**To do**.
All of the records should be given again exactly as they appear.

**Data provided**.
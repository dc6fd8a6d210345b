use std::collections::HashMap;

use serde::Serialize;

use super::{Document, WML_NS};
use crate::model::Run;

const COMMENTS_PART: &str = "word/comments.xml";

#[derive(Clone, Debug, Serialize)]
pub struct Comment {
    /// Ordinal id, `comment_1` for the first comment in the comments part.
    pub id: String,
    /// The `w:id` linking the comment to its anchor in the body.
    pub comment_id: String,
    pub author: String,
    pub initials: String,
    pub date: Option<String>,
    pub text: String,
    pub paragraph_index: Option<usize>,
    pub in_table: bool,
    pub reference_text: String,
}

#[derive(Default)]
struct Anchor {
    paragraph_index: Option<usize>,
    in_table: bool,
    text: String,
}

/// Where each comment id is anchored in the body, with the text it spans.
fn collect_anchors(doc: &Document) -> HashMap<String, Anchor> {
    let tree = doc.tree();
    let mut anchors: HashMap<String, Anchor> = HashMap::new();
    let mut open: Vec<String> = Vec::new();

    for (index, (paragraph, in_table)) in doc.located_paragraphs().into_iter().enumerate() {
        for node in tree.descendants(paragraph.node()) {
            let id_of = || tree.attribute(node, Some(WML_NS), "id").map(str::to_string);
            let is_start = tree.is(node, WML_NS, "commentRangeStart");
            if is_start || tree.is(node, WML_NS, "commentReference") {
                let Some(id) = id_of() else { continue };
                let anchor = anchors.entry(id.clone()).or_default();
                if anchor.paragraph_index.is_none() {
                    anchor.paragraph_index = Some(index);
                    anchor.in_table = in_table;
                }
                if is_start && !open.contains(&id) {
                    open.push(id);
                }
            } else if tree.is(node, WML_NS, "commentRangeEnd") {
                if let Some(id) = id_of() {
                    open.retain(|o| *o != id);
                }
            } else if tree.is(node, WML_NS, "r") && !open.is_empty() {
                let text = Run::new(node).text(tree);
                for id in &open {
                    if let Some(anchor) = anchors.get_mut(id) {
                        anchor.text.push_str(&text);
                    }
                }
            }
        }
    }
    anchors
}

/// Every comment of the document, in the order of the comments part.
/// A document without comments yields an empty list.
pub fn extract_comments(doc: &Document) -> Vec<Comment> {
    let part = doc
        .part_for_type("comments")
        .unwrap_or_else(|| COMMENTS_PART.to_string());
    let Some(xml_content) = doc.package().part_text(&part) else {
        return Vec::new();
    };
    let xml = match roxmltree::Document::parse(&xml_content) {
        Ok(xml) => xml,
        Err(e) => {
            log::warn!("Could not parse {part}: {e}");
            return Vec::new();
        }
    };

    let mut anchors = collect_anchors(doc);
    let mut comments = Vec::new();
    let comment_nodes = xml
        .root_element()
        .children()
        .filter(|n| n.tag_name().name() == "comment" && n.tag_name().namespace() == Some(WML_NS));
    for (i, node) in comment_nodes.enumerate() {
        let comment_id = node
            .attribute((WML_NS, "id"))
            .map(str::to_string)
            .unwrap_or_else(|| i.to_string());

        let paragraphs: Vec<String> = node
            .descendants()
            .filter(|n| n.tag_name().name() == "p" && n.tag_name().namespace() == Some(WML_NS))
            .map(|p| {
                p.descendants()
                    .filter(|n| n.tag_name().name() == "t" && n.tag_name().namespace() == Some(WML_NS))
                    .filter_map(|t| t.text())
                    .collect::<String>()
            })
            .collect();

        let anchor = anchors.remove(&comment_id).unwrap_or_default();
        comments.push(Comment {
            id: format!("comment_{}", i + 1),
            author: node
                .attribute((WML_NS, "author"))
                .unwrap_or("Unknown")
                .to_string(),
            initials: node
                .attribute((WML_NS, "initials"))
                .unwrap_or("")
                .to_string(),
            date: node
                .attribute((WML_NS, "date"))
                .filter(|d| !d.is_empty())
                .map(str::to_string),
            text: paragraphs.join("\n").trim().to_string(),
            paragraph_index: anchor.paragraph_index,
            in_table: anchor.in_table,
            reference_text: anchor.text,
            comment_id,
        });
    }

    log::debug!("Extracted {} comment(s) from {part}", comments.len());
    comments
}

pub fn filter_by_author(comments: Vec<Comment>, author: &str) -> Vec<Comment> {
    let author = author.to_lowercase();
    comments
        .into_iter()
        .filter(|c| c.author.to_lowercase() == author)
        .collect()
}

pub fn for_paragraph(comments: Vec<Comment>, paragraph_index: usize) -> Vec<Comment> {
    comments
        .into_iter()
        .filter(|c| c.paragraph_index == Some(paragraph_index))
        .collect()
}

**Response**.
repository dc6fd8a6d210345b
use std::collections::HashMap;

use serde::Serialize;

use super::{Document, WML_NS};
use crate::model::Run;

const COMMENTS_PART: &str = "word/comments.xml";

#[derive(Clone, Debug, Serialize)]
pub struct Comment {
    /// Ordinal id, `comment_1` for the first comment in the comments part.
    pub id: String,
    /// The `w:id` linking the comment to its anchor in the body.
    pub comment_id: String,
    pub author: String,
    pub initials: String,
    pub date: Option<String>,
    pub text: String,
    pub paragraph_index: Option<usize>,
    pub in_table: bool,
    pub reference_text: String,
}

#[derive(Default)]
struct Anchor {
    paragraph_index: Option<usize>,
    in_table: bool,
    text: String,
}

/// Where each comment id is anchored in the body, with the text it spans.
fn collect_anchors(doc: &Document) -> HashMap<String, Anchor> {
    let tree = doc.tree();
    let mut anchors: HashMap<String, Anchor> = HashMap::new();
    let mut open: Vec<String> = Vec::new();

    for (index, (paragraph, in_table)) in doc.located_paragraphs().into_iter().enumerate() {
        for node in tree.descendants(paragraph.node()) {
            let id_of = || tree.attribute(node, Some(WML_NS), "id").map(str::to_string);
            let is_start = tree.is(node, WML_NS, "commentRangeStart");
            if is_start || tree.is(node, WML_NS, "commentReference") {
                let Some(id) = id_of() else { continue };
                let anchor = anchors.entry(id.clone()).or_default();
                if anchor.paragraph_index.is_none() {
                    anchor.paragraph_index = Some(index);
                    anchor.in_table = in_table;
                }
                if is_start && !open.contains(&id) {
                    open.push(id);
                }
            } else if tree.is(node, WML_NS, "commentRangeEnd") {
                if let Some(id) = id_of() {
                    open.retain(|o| *o != id);
                }
            } else if tree.is(node, WML_NS, "r") && !open.is_empty() {
                let text = Run::new(node).text(tree);
                for id in &open {
                    if let Some(anchor) = anchors.get_mut(id) {
                        anchor.text.push_str(&text);
                    }
                }
            }
        }
    }
    anchors
}

/// Every comment of the document, in the order of the comments part.
/// A document without comments yields an empty list.
pub fn extract_comments(doc: &Document) -> Vec<Comment> {
    let part = doc
        .part_for_type("comments")
        .unwrap_or_else(|| COMMENTS_PART.to_string());
    let Some(xml_content) = doc.package().part_text(&part) else {
        return Vec::new();
    };
    let xml = match roxmltree::Document::parse(&xml_content) {
        Ok(xml) => xml,
        Err(e) => {
            log::warn!("Could not parse {part}: {e}");
            return Vec::new();
        }
    };

    let mut anchors = collect_anchors(doc);
    let mut comments = Vec::new();
    let comment_nodes = xml
        .root_element()
        .children()
        .filter(|n| n.tag_name().name() == "comment" && n.tag_name().namespace() == Some(WML_NS));
    for (i, node) in comment_nodes.enumerate() {
        let comment_id = node
            .attribute((WML_NS, "id"))
            .map(str::to_string)
            .unwrap_or_else(|| i.to_string());

        let paragraphs: Vec<String> = node
            .descendants()
            .filter(|n| n.tag_name().name() == "p" && n.tag_name().namespace() == Some(WML_NS))
            .map(|p| {
                p.descendants()
                    .filter(|n| n.tag_name().name() == "t" && n.tag_name().namespace() == Some(WML_NS))
                    .filter_map(|t| t.text())
                    .collect::<String>()
            })
            .collect();

        let anchor = anchors.remove(&comment_id).unwrap_or_default();
        comments.push(Comment {
            id: format!("comment_{}", i + 1),
            author: node
                .attribute((WML_NS, "author"))
                .unwrap_or("Unknown")
                .to_string(),
            initials: node
                .attribute((WML_NS, "initials"))
                .unwrap_or("")
                .to_string(),
            date: node
                .attribute((WML_NS, "date"))
                .filter(|d| !d.is_empty())
                .map(str::to_string),
            text: paragraphs.join("\n").trim().to_string(),
            paragraph_index: anchor.paragraph_index,
            in_table: anchor.in_table,
            reference_text: anchor.text,
            comment_id,
        });
    }

    log::debug!("Extracted {} comment(s) from {part}", comments.len());
    comments
}

pub fn filter_by_author(comments: Vec<Comment>, author: &str) -> Vec<Comment> {
    let author = author.to_lowercase();
    comments
        .into_iter()
        .filter(|c| c.author.to_lowercase() == author)
        .collect()
}

pub fn for_paragraph(comments: Vec<Comment>, paragraph_index: usize) -> Vec<Comment> {
    comments
        .into_iter()
        .filter(|c| c.paragraph_index == Some(paragraph_index))
        .collect()
}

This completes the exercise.